“It’s been a long time since I ran across a picture book with as long and lengthy a list of materials used in the illustrations as I have here. On the publication page it reads, “The illustrations for this book are rendered in watercolor, paper collage, cotton fabric, cotton, yarn, gouache, pencil, tea, and tin foil. Cotton hand spun on an Indian book charkha by Eileen Hallman.” Phew!
You might think that all that “stuff” might yield something clogged up or messy, but that would be doing Mr. Turk a disservice. Observing how well he gives his pictures depth and texture, life and vitality, you might be shocked to learn that Grandfather Gandhi is his first picture book. From the spinning wheel endpapers to montages of sheer explosive anger, Turk makes a point of not only adhering to some of the more metaphorical aspects of the text, but finding new and creative ways to bring them to visual life.

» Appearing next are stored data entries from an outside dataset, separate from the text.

//! Match entity identifiers and storage

use rustc_hash::FxHashMap;
use serde::{Deserialize, Serialize};
use std::fmt;

/// Simple integer ID for card entities within one match
///
/// IDs are assigned once when the decks are loaded and stay attached to the
/// same physical card as it moves deck -> hand -> field -> graveyard.
#[derive(Debug, Clone, Copy, PartialEq, Eq, Hash, PartialOrd, Ord, Serialize, Deserialize)]
pub struct EntityId(u32);

impl EntityId {
    pub const fn new(id: u32) -> Self {
        EntityId(id)
    }

    pub fn as_u32(&self) -> u32 {
        self.0
    }
}

impl fmt::Display for EntityId {
    fn fmt(&self, f: &mut fmt::Formatter<'_>) -> fmt::Result {
        write!(f, "{}", self.0)
    }
}

/// Identifier of a physical card in a match
pub type CardId = EntityId;

/// One of the two seats at the table
#[derive(Debug, Clone, Copy, PartialEq, Eq, Hash, PartialOrd, Ord, Serialize, Deserialize)]
pub enum PlayerId {
    A,
    B,
}

impl PlayerId {
    /// Both seats in turn order
    pub const ALL: [PlayerId; 2] = [PlayerId::A, PlayerId::B];

    pub fn index(self) -> usize {
        match self {
            PlayerId::A => 0,
            PlayerId::B => 1,
        }
    }

    pub fn opponent(self) -> PlayerId {
        match self {
            PlayerId::A => PlayerId::B,
            PlayerId::B => PlayerId::A,
        }
    }
}

impl fmt::Display for PlayerId {
    fn fmt(&self, f: &mut fmt::Formatter<'_>) -> fmt::Result {
        match self {
            PlayerId::A => write!(f, "A"),
            PlayerId::B => write!(f, "B"),
        }
    }
}

/// Central storage for per-match card records
///
/// Provides fast lookup by EntityId and hands out fresh IDs.
/// Uses FxHashMap for fast hashing of integer keys.
#[derive(Debug, Clone, PartialEq, Serialize, Deserialize)]
pub struct EntityStore<T> {
    entities: FxHashMap<EntityId, T>,
    next_id: u32,
}

impl<T> EntityStore<T> {
    pub fn new() -> Self {
        EntityStore {
            entities: FxHashMap::default(),
            next_id: 0,
        }
    }

    /// Generate a new unique EntityId
    pub fn next_id(&mut self) -> EntityId {
        let id = EntityId::new(self.next_id);
        self.next_id += 1;
        id
    }

    /// Insert an entity with a specific ID
    pub fn insert(&mut self, id: EntityId, entity: T) {
        self.entities.insert(id, entity);
    }

    /// Get an entity by ID
    pub fn get(&self, id: EntityId) -> Option<&T> {
        self.entities.get(&id)
    }

    /// Check if an entity exists
    pub fn contains(&self, id: EntityId) -> bool {
        self.entities.contains_key(&id)
    }

    /// Iterate over all entities (unordered)
    pub fn iter(&self) -> impl Iterator<Item = (&EntityId, &T)> {
        self.entities.iter()
    }

    pub fn len(&self) -> usize {
        self.entities.len()
    }

    pub fn is_empty(&self) -> bool {
        self.entities.is_empty()
    }
}

impl<T> Default for EntityStore<T> {
    fn default() -> Self {
        Self::new()
    }
}

#[cfg(test)]
mod tests {
    use super::*;

    #[test]
    fn test_entity_store() {
        let mut store = EntityStore::new();
        let id1 = store.next_id();
        let id2 = store.next_id();

        assert_eq!(id1.as_u32(), 0);
        assert_eq!(id2.as_u32(), 1);

        store.insert(id1, "Sentinel");
        store.insert(id2, "Warden");

        assert_eq!(store.len(), 2);
        assert_eq!(*store.get(id1).unwrap(), "Sentinel");
        assert!(store.contains(id2));
        assert!(store.get(EntityId::new(999)).is_none());
    }

    #[test]
    fn test_player_seats() {
        assert_eq!(PlayerId::A.opponent(), PlayerId::B);
        assert_eq!(PlayerId::B.opponent(), PlayerId::A);
        assert_eq!(PlayerId::A.index(), 0);
        assert_eq!(PlayerId::B.index(), 1);
        assert_eq!(PlayerId::ALL, [PlayerId::A, PlayerId::B]);
    }
}
//! Per-card and per-player statistics folded from a match journal

use crate::core::{CardId, DefinitionId, PlayerId};
use crate::journal::MatchEvent;
use rustc_hash::FxHashMap;
use serde::{Deserialize, Serialize};
use std::collections::BTreeMap;

/// Statistics for one card definition
#[derive(Debug, Clone, Copy, Default, PartialEq, Eq, Serialize, Deserialize)]
pub struct CardStats {
    pub times_played: u32,
    pub damage_to_cards: u64,
    pub damage_to_players: u64,
    pub kills: u32,
    pub ultimates_used: u32,
    /// Copies of this card destroyed
    pub times_destroyed: u32,
}

impl CardStats {
    pub fn total_damage(&self) -> u64 {
        self.damage_to_cards + self.damage_to_players
    }

    pub fn merge(&mut self, other: &CardStats) {
        self.times_played += other.times_played;
        self.damage_to_cards += other.damage_to_cards;
        self.damage_to_players += other.damage_to_players;
        self.kills += other.kills;
        self.ultimates_used += other.ultimates_used;
        self.times_destroyed += other.times_destroyed;
    }
}

/// Totals for one seat
#[derive(Debug, Clone, Copy, Default, PartialEq, Eq, Serialize, Deserialize)]
pub struct PlayerTotals {
    pub cards_played: u32,
    pub energy_spent: u32,
    pub damage_dealt: u64,
    pub life_lost: u64,
    pub cards_lost: u32,
}

/// Statistics for a whole match (or many merged matches)
#[derive(Debug, Clone, Default, PartialEq, Eq, Serialize, Deserialize)]
pub struct MatchStats {
    /// Keyed by definition; BTreeMap keeps reports in a stable order
    pub cards: BTreeMap<DefinitionId, CardStats>,
    pub players: [PlayerTotals; 2],
}

impl MatchStats {
    /// Fold a journal into statistics
    ///
    /// Only played cards can deal damage, so `CardPlayed` events are enough to
    /// map card ids back to their definitions and owners.
    pub fn from_events(events: &[MatchEvent]) -> Self {
        let mut stats = MatchStats::default();
        let mut played: FxHashMap<CardId, (DefinitionId, PlayerId)> = FxHashMap::default();

        for event in events {
            match event {
                MatchEvent::CardPlayed {
                    player,
                    card,
                    definition,
                    cost,
                } => {
                    played.insert(*card, (*definition, *player));
                    stats.cards.entry(*definition).or_default().times_played += 1;
                    let totals = &mut stats.players[player.index()];
                    totals.cards_played += 1;
                    totals.energy_spent += u32::from(*cost);
                }
                MatchEvent::CardDamaged {
                    source: Some(source),
                    amount,
                    ..
                } => {
                    if let Some(&(definition, owner)) = played.get(source) {
                        stats.cards.entry(definition).or_default().damage_to_cards += u64::from(*amount);
                        stats.players[owner.index()].damage_dealt += u64::from(*amount);
                    }
                }
                MatchEvent::LifeLost {
                    player,
                    source,
                    amount,
                    ..
                } => {
                    stats.players[player.index()].life_lost += u64::from(*amount);
                    if let Some(&(definition, owner)) = source.as_ref().and_then(|s| played.get(s)) {
                        stats.cards.entry(definition).or_default().damage_to_players += u64::from(*amount);
                        stats.players[owner.index()].damage_dealt += u64::from(*amount);
                    }
                }
                MatchEvent::CardDestroyed { card, owner, by } => {
                    stats.players[owner.index()].cards_lost += 1;
                    if let Some(&(definition, _)) = played.get(card) {
                        stats.cards.entry(definition).or_default().times_destroyed += 1;
                    }
                    if let Some(&(definition, _)) = by.as_ref().and_then(|b| played.get(b)) {
                        stats.cards.entry(definition).or_default().kills += 1;
                    }
                }
                MatchEvent::UltimateActivated { card, .. } => {
                    if let Some(&(definition, _)) = played.get(card) {
                        stats.cards.entry(definition).or_default().ultimates_used += 1;
                    }
                }
                _ => {}
            }
        }
        stats
    }

    pub fn merge(&mut self, other: &MatchStats) {
        for (definition, card) in &other.cards {
            self.cards.entry(*definition).or_default().merge(card);
        }
        for (mine, theirs) in self.players.iter_mut().zip(other.players.iter()) {
            mine.cards_played += theirs.cards_played;
            mine.energy_spent += theirs.energy_spent;
            mine.damage_dealt += theirs.damage_dealt;
            mine.life_lost += theirs.life_lost;
            mine.cards_lost += theirs.cards_lost;
        }
    }

    pub fn card(&self, definition: DefinitionId) -> CardStats {
        self.cards.get(&definition).copied().unwrap_or_default()
    }

    /// Definitions ordered by total damage dealt, highest first
    pub fn top_damage_dealers(&self) -> Vec<(DefinitionId, u64)> {
        let mut ranked: Vec<_> = self.cards.iter().map(|(id, s)| (*id, s.total_damage())).collect();
        ranked.sort_by(|a, b| b.1.cmp(&a.1).then(a.0.cmp(&b.0)));
        ranked
    }
}
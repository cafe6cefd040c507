//! Performance benchmarks for the duel engine
//!
//! 1. **Fresh** - build a new match and play it out with random agents
//! 2. **Opening** - legal-action enumeration and snapshot cost on an opened match
//! 3. **Simulation** - parallel batch throughput
//!
//! Both use the fixture card set and decks in test_decks/.

use criterion::{black_box, criterion_group, criterion_main, BenchmarkId, Criterion};
use monster_duel::{
    core::{CardRegistry, DefinitionId, PlayerId},
    game::{MatchConfig, MatchController, MatchRunner, MatchSummary, RandomAgent},
    loader::{CardLoader, DeckLoader},
    simulation::{simulate, SimulationConfig},
    Result,
};
use std::path::PathBuf;
use std::sync::Arc;
use std::time::Duration;

struct Fixture {
    registry: Arc<CardRegistry>,
    deck_a: Vec<DefinitionId>,
    deck_b: Vec<DefinitionId>,
}

fn load_fixture() -> Result<Fixture> {
    let dir = PathBuf::from(env!("CARGO_MANIFEST_DIR")).join("test_decks");
    let registry = Arc::new(CardLoader::load_from_file(&dir.join("cards.json"))?);
    let deck_a = DeckLoader::load_from_file(&dir.join("fire_rush.dck"))?.resolve(&registry)?;
    let deck_b = DeckLoader::load_from_file(&dir.join("stone_wall.dck"))?.resolve(&registry)?;
    Ok(Fixture {
        registry,
        deck_a,
        deck_b,
    })
}

fn play_out(controller: MatchController, seed: u64) -> Result<MatchSummary> {
    let mut runner = MatchRunner::new(
        controller,
        Box::new(RandomAgent::with_seed(PlayerId::A, seed)),
        Box::new(RandomAgent::with_seed(PlayerId::B, seed.wrapping_add(1))),
    );
    runner.run()
}

/// Benchmark: allocate a fresh match every iteration
fn bench_match_fresh(c: &mut Criterion) {
    let fixture = load_fixture().expect("Failed to load test_decks fixtures");

    let mut group = c.benchmark_group("match_fresh");
    group.measurement_time(Duration::from_secs(10));

    for seed in [42u64, 7] {
        group.bench_with_input(BenchmarkId::new("fresh", seed), &seed, |b, &seed| {
            b.iter(|| {
                let controller = MatchController::new_match(
                    fixture.registry.clone(),
                    &fixture.deck_a,
                    &fixture.deck_b,
                    MatchConfig::default(),
                )
                .expect("Failed to open match");
                black_box(play_out(controller, seed).expect("Match failed"))
            });
        });
    }
    group.finish();
}

/// Benchmark: per-call costs on an opened match
fn bench_legal_actions(c: &mut Criterion) {
    let fixture = load_fixture().expect("Failed to load test_decks fixtures");
    let controller = MatchController::new_match(
        fixture.registry.clone(),
        &fixture.deck_a,
        &fixture.deck_b,
        MatchConfig::default(),
    )
    .expect("Failed to open match");

    c.bench_function("legal_actions_opening", |b| {
        b.iter(|| black_box(controller.legal_actions()));
    });
    c.bench_function("snapshot_opening", |b| {
        b.iter(|| black_box(controller.snapshot()));
    });
}

/// Benchmark: parallel simulation throughput
fn bench_simulation(c: &mut Criterion) {
    let fixture = load_fixture().expect("Failed to load test_decks fixtures");
    let config = SimulationConfig {
        games: 64,
        ..SimulationConfig::default()
    };

    let mut group = c.benchmark_group("simulation");
    group.sample_size(10);
    group.bench_function("64_games", |b| {
        b.iter(|| {
            black_box(
                simulate(fixture.registry.clone(), &fixture.deck_a, &fixture.deck_b, &config)
                    .expect("Simulation failed"),
            )
        });
    });
    group.finish();
}

criterion_group!(benches, bench_match_fresh, bench_legal_actions, bench_simulation);
criterion_main!(benches);
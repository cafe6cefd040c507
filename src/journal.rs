//! Match journal: the auditable record of everything that happened
//!
//! Every accepted action produces a list of `MatchEvent`s. The controller
//! appends them to an `EventLog`, which remembers where each turn began so a
//! single turn can be sliced back out for replays and statistics.

use crate::core::{CardId, DefinitionId, PlayerId, Target};
use crate::game::{EndReason, MatchResult, Phase};
use serde::{Deserialize, Serialize};
use std::fmt;

/// Atomic state changes, in the order they were applied
#[derive(Debug, Clone, PartialEq, Eq, Serialize, Deserialize)]
pub enum MatchEvent {
    /// A player's turn began
    TurnStarted { turn: u32, player: PlayerId },

    /// Forced or opening draw
    CardDrawn { player: PlayerId, card: CardId },

    /// A draw was required from an empty deck
    DeckOut { player: PlayerId },

    /// Player energy regenerated (after capping)
    EnergyGained { player: PlayerId, amount: u8, total: u8 },

    CardEnergyGained { card: CardId, total: u32 },

    /// Card defense reset to base at its owner's turn start
    DefenseRestored { card: CardId, def: u32 },

    PhaseChanged { from: Phase, to: Phase },

    /// A card moved from hand to field, paying `cost` energy
    CardPlayed {
        player: PlayerId,
        card: CardId,
        definition: DefinitionId,
        cost: u8,
    },

    AttackDeclared { attacker: CardId, target: Target },

    /// A field card lost defense
    CardDamaged {
        source: Option<CardId>,
        card: CardId,
        amount: u32,
        remaining: u32,
    },

    /// A field card reached 0 defense and moved to the graveyard
    CardDestroyed {
        card: CardId,
        owner: PlayerId,
        by: Option<CardId>,
    },

    LifeLost {
        player: PlayerId,
        source: Option<CardId>,
        amount: u32,
        remaining: u32,
    },

    UltimateActivated {
        card: CardId,
        name: String,
        target: Option<Target>,
    },

    MatchEnded { result: MatchResult, reason: EndReason },
}

impl fmt::Display for MatchEvent {
    fn fmt(&self, f: &mut fmt::Formatter<'_>) -> fmt::Result {
        match self {
            MatchEvent::TurnStarted { turn, player } => write!(f, "Turn {turn} begins for player {player}"),
            MatchEvent::CardDrawn { player, card } => write!(f, "Player {player} draws card #{card}"),
            MatchEvent::DeckOut { player } => write!(f, "Player {player} cannot draw: deck is empty"),
            MatchEvent::EnergyGained { player, amount, total } => {
                write!(f, "Player {player} gains {amount} energy ({total})")
            }
            MatchEvent::CardEnergyGained { card, total } => write!(f, "Card #{card} card energy now {total}"),
            MatchEvent::DefenseRestored { card, def } => write!(f, "Card #{card} DEF restored to {def}"),
            MatchEvent::PhaseChanged { from, to } => write!(f, "{from:?} -> {to:?}"),
            MatchEvent::CardPlayed { player, card, cost, .. } => {
                write!(f, "Player {player} plays card #{card} for {cost} energy")
            }
            MatchEvent::AttackDeclared { attacker, target } => write!(f, "Card #{attacker} attacks {target}"),
            MatchEvent::CardDamaged { card, amount, remaining, .. } => {
                write!(f, "Card #{card} takes {amount} damage ({remaining} DEF left)")
            }
            MatchEvent::CardDestroyed { card, owner, .. } => {
                write!(f, "Card #{card} (player {owner}) is destroyed")
            }
            MatchEvent::LifeLost { player, amount, remaining, .. } => {
                write!(f, "Player {player} loses {amount} life ({remaining} left)")
            }
            MatchEvent::UltimateActivated { card, name, .. } => write!(f, "Card #{card} unleashes {name}"),
            MatchEvent::MatchEnded { result, reason } => write!(f, "Match over: {result} ({reason})"),
        }
    }
}

/// Append-only log of match events with per-turn checkpoints
#[derive(Debug, Clone, Default, PartialEq, Eq, Serialize, Deserialize)]
pub struct EventLog {
    /// Events in application order
    events: Vec<MatchEvent>,

    /// (turn number, index of the turn's first event)
    turn_starts: Vec<(u32, usize)>,
}

impl EventLog {
    pub fn new() -> Self {
        Self::default()
    }

    /// Append events, marking a checkpoint at every turn start
    pub fn extend(&mut self, events: impl IntoIterator<Item = MatchEvent>) {
        for event in events {
            self.record(event);
        }
    }

    pub fn record(&mut self, event: MatchEvent) {
        if let MatchEvent::TurnStarted { turn, .. } = event {
            self.turn_starts.push((turn, self.events.len()));
        }
        self.events.push(event);
    }

    pub fn events(&self) -> &[MatchEvent] {
        &self.events
    }

    /// Events belonging to one turn, from its `TurnStarted` up to the next
    pub fn turn_events(&self, turn: u32) -> &[MatchEvent] {
        let Some(pos) = self.turn_starts.iter().position(|&(t, _)| t == turn) else {
            return &[];
        };
        let start = self.turn_starts[pos].1;
        let end = self
            .turn_starts
            .get(pos + 1)
            .map(|&(_, idx)| idx)
            .unwrap_or(self.events.len());
        &self.events[start..end]
    }

    /// Number of turns that have started
    pub fn turns_recorded(&self) -> usize {
        self.turn_starts.len()
    }

    pub fn last(&self) -> Option<&MatchEvent> {
        self.events.last()
    }

    pub fn len(&self) -> usize {
        self.events.len()
    }

    pub fn is_empty(&self) -> bool {
        self.events.is_empty()
    }

    pub fn clear(&mut self) {
        self.events.clear();
        self.turn_starts.clear();
    }
}
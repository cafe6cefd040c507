//! Core duel types and entities

pub mod card;
pub mod entity;
pub mod player;
pub mod registry;
pub mod types;

pub use card::{CardDefinition, CardInstance, Target, UltimateSpec};
pub use entity::{CardId, EntityId, EntityStore, PlayerId};
pub use player::{Field, PlayerState};
pub use registry::{CardRegistry, UltimateContext, UltimateEffect};
pub use types::{CardName, DefinitionId, PlayerName};
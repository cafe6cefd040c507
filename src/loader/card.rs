//! Card set loader (JSON)
//!
//! ```json
//! { "cards": [
//!     { "id": 1, "name": "Ember Drake", "atk": 500, "def": 400, "cost": 3,
//!       "ultimate": { "kind": "blast", "name": "Cinder Burst", "amount": 300 } }
//! ] }
//! ```

use crate::core::{CardDefinition, CardRegistry};
use crate::{DuelError, Result};
use serde::{Deserialize, Serialize};
use std::fs;
use std::path::Path;

/// On-disk layout of a card set
#[derive(Debug, Clone, Serialize, Deserialize)]
pub struct CardSetFile {
    pub cards: Vec<CardDefinition>,
}

/// Card set loader for .json files
pub struct CardLoader;

impl CardLoader {
    pub fn load_from_file(path: &Path) -> Result<CardRegistry> {
        let content = fs::read_to_string(path)?;
        Self::parse(&content)
    }

    /// Parse a card set and build a registry from it
    pub fn parse(content: &str) -> Result<CardRegistry> {
        let file: CardSetFile = serde_json::from_str(content)?;
        let mut registry = CardRegistry::new();
        for card in file.cards {
            Self::validate(&card)?;
            registry.insert(card)?;
        }
        Ok(registry)
    }

    fn validate(card: &CardDefinition) -> Result<()> {
        if card.name.as_str().trim().is_empty() {
            return Err(DuelError::InvalidCardFormat(format!(
                "card {} has an empty name",
                card.id.as_u32()
            )));
        }
        if card.def == 0 {
            return Err(DuelError::InvalidCardFormat(format!(
                "'{}' must have positive DEF",
                card.display_name()
            )));
        }
        Ok(())
    }
}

To my mind, the materials an artist uses in his or her art must, in the case of mixed media, have a reason for their existence. If you’re going to use “cotton fabric, cotton” and “yarn” then there should be a reason. But Turk clearly did his homework prior to doing the art on this book. He doesn’t just slap the images together. He incorporates the fibers Gandhi knew so well and turns them into an essential aspect of the book’s art. The art doesn’t just support the text here. It weaves itself into the story, becoming impossible to separate from the story.
It’s Arun’s anger that proved to be the most visually interesting aspect, to me, in the book. Turk deftly contrasts the calm white thread produced by Gandhi’s spinning with the tangled black ones that surround and engulf his grandson whenever his feelings threaten to break free. The scene where he’s tempted to throw a rock at the boy who shoved him down is filled with thread, Arun’s magnificently clenched teeth, and black shadow figures that reach out across the field to the soccer net, dwarfing the three other little figures below.
Later you can see the negative space found in cut paper turning from a representation of lightning into a thread of cotton in the hands of Gandhi illuminating a passage about making your anger useful. Yet Turk doesn’t just rely on clever techniques. He’s remarkably skilled at faces too. Arun’s expressions when he gets to see his grandfather alone or makes him proud are just filled with wide-eyed eager hope. And his frustrations and anger pulse off the page from his features alone.”